Line 2: Define the model¶
model = MCPower("recovery = drug + baseline_health")
model.set_simulations(400)
This creates a regression model where recovery is the outcome and drug and baseline_health are predictors. The formula uses R-style syntax – you can also write recovery ~ drug + baseline_health.
Line 3: Set variable types¶
model.set_variable_type("drug=binary")
By default, MCPower treats all predictors as continuous (standard normal). Since drug is a 0/1 treatment assignment, we declare it as binary. baseline_health remains continuous.
Line 4: Set effect sizes¶
model.set_effects("drug=0.50, baseline_health=0.25")
Effect sizes are standardized regression coefficients (betas):
drug=0.50 – receiving the drug increases recovery by 0.50 SD compared to placebo. This is a medium effect for a binary predictor.
baseline_health=0.25 – each 1 SD increase in baseline health increases recovery by 0.25 SD. This is a medium effect for a continuous predictor.
Line 5: Run the analysis¶
model.find_power(sample_size=100, target_test="drug")
MCPower runs 1,600 Monte Carlo simulations (the default for OLS models). In each simulation it:
Generates a dataset of 100 participants
Fits the regression model
Tests whether
drugis statistically significant at alpha = 0.05
The proportion of simulations where drug is significant is the estimated power.
The target_test="drug" parameter focuses the output on the drug coefficient. Without it, MCPower reports power for every predictor plus the overall F-test.
Output Interpretation¶
Test Power Target Status
-------------------------------------------------------------------
drug 70.7 80 ✗
Column |
Meaning |
|---|---|
Test |
The coefficient being tested (here, |
Power |
Percentage of 1,600 simulations where the test was significant. 70.7% means 70.7% of simulated datasets detected the drug effect. |
Target |
The target power level (default: 80%) |
Status |
|
Verdict: With N=100 and a medium effect (0.50), you have 70.7% power – below the 80% threshold.
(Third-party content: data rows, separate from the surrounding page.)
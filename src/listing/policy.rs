//! Aggregation policies: what to emit, and when
//!
//! - `Streaming`: one unit per entry, emitted on arrival
//! - `Batch`: buffer each path, sort by name, emit everything once at the end

use std::mem;

use crate::error::ListError;

use super::sink::UnitSink;
use super::types::{EntryRecord, GroupResult, OutputUnit};

/// Accumulated state of a batch run.
#[derive(Debug, Default)]
pub struct BatchState {
    groups: Vec<GroupResult>,
    pending: Vec<EntryRecord>,
}

/// Aggregation policy, chosen once per run.
#[derive(Debug)]
pub enum AggregationPolicy {
    Streaming,
    Batch(BatchState),
}

impl AggregationPolicy {
    pub fn streaming() -> Self {
        AggregationPolicy::Streaming
    }

    /// Batch policy for a run over `paths`. Every path gets a group, in
    /// request order, even if it ends up with no entries.
    pub fn batch(paths: &[String]) -> Self {
        AggregationPolicy::Batch(BatchState {
            groups: paths
                .iter()
                .map(|p| GroupResult::new(p.clone(), Vec::new()))
                .collect(),
            pending: Vec::new(),
        })
    }

    /// Handle one entry of the group currently being traversed.
    pub fn on_entry<S: UnitSink + ?Sized>(
        &mut self,
        group_key: &str,
        entry: EntryRecord,
        sink: &mut S,
    ) -> Result<(), ListError> {
        match self {
            AggregationPolicy::Streaming => sink.emit(OutputUnit::single(group_key, entry)),
            AggregationPolicy::Batch(state) => {
                state.pending.push(entry);
                Ok(())
            }
        }
    }

    /// The group at `index` finished traversing successfully.
    pub fn on_group_complete(&mut self, index: usize, group_key: &str) {
        if let AggregationPolicy::Batch(state) = self {
            let mut entries = mem::take(&mut state.pending);
            entries.sort_by(|a, b| a.name.cmp(&b.name));
            let group = GroupResult::new(group_key, entries);
            match state.groups.get_mut(index) {
                Some(slot) => *slot = group,
                None => state.groups.push(group),
            }
        }
    }

    /// Every group finished; emit whatever the policy held back.
    pub fn on_run_complete<S: UnitSink + ?Sized>(self, sink: &mut S) -> Result<(), ListError> {
        match self {
            AggregationPolicy::Streaming => Ok(()),
            AggregationPolicy::Batch(state) => sink.emit(OutputUnit::new(state.groups)),
        }
    }
}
You may need a larger sample size.
Adding Scenario Analysis¶
The basic analysis assumes perfect conditions. In reality, effects might be slightly different, distributions might not be exactly normal, and variance might not be constant. Use scenarios=True to test robustness:
model.find_power(sample_size=100, target_test="drug", scenarios=True)
================================================================================
SCENARIO-BASED MONTE CARLO POWER ANALYSIS RESULTS
================================================================================
================================================================================
SCENARIO SUMMARY
================================================================================
Uncorrected Power:
Test Optimistic Realistic Doomer
-------------------------------------------------------------------------------
drug 72.5 69.5 66.5
================================================================================
Scenario |
What It Simulates |
|---|---|
Optimistic |
Your exact settings – best case |
Realistic |
Mild effect variations, small assumption violations |
Doomer |
Larger variations, stronger violations – worst case |
Here, none of the scenarios meet 80% power, and the Doomer scenario drops to 66.5%. If you want to be safe even under pessimistic conditions, consider increasing your sample size.
Common Variations¶
Test all effects at once¶
model.find_power(sample_size=100, target_test="all")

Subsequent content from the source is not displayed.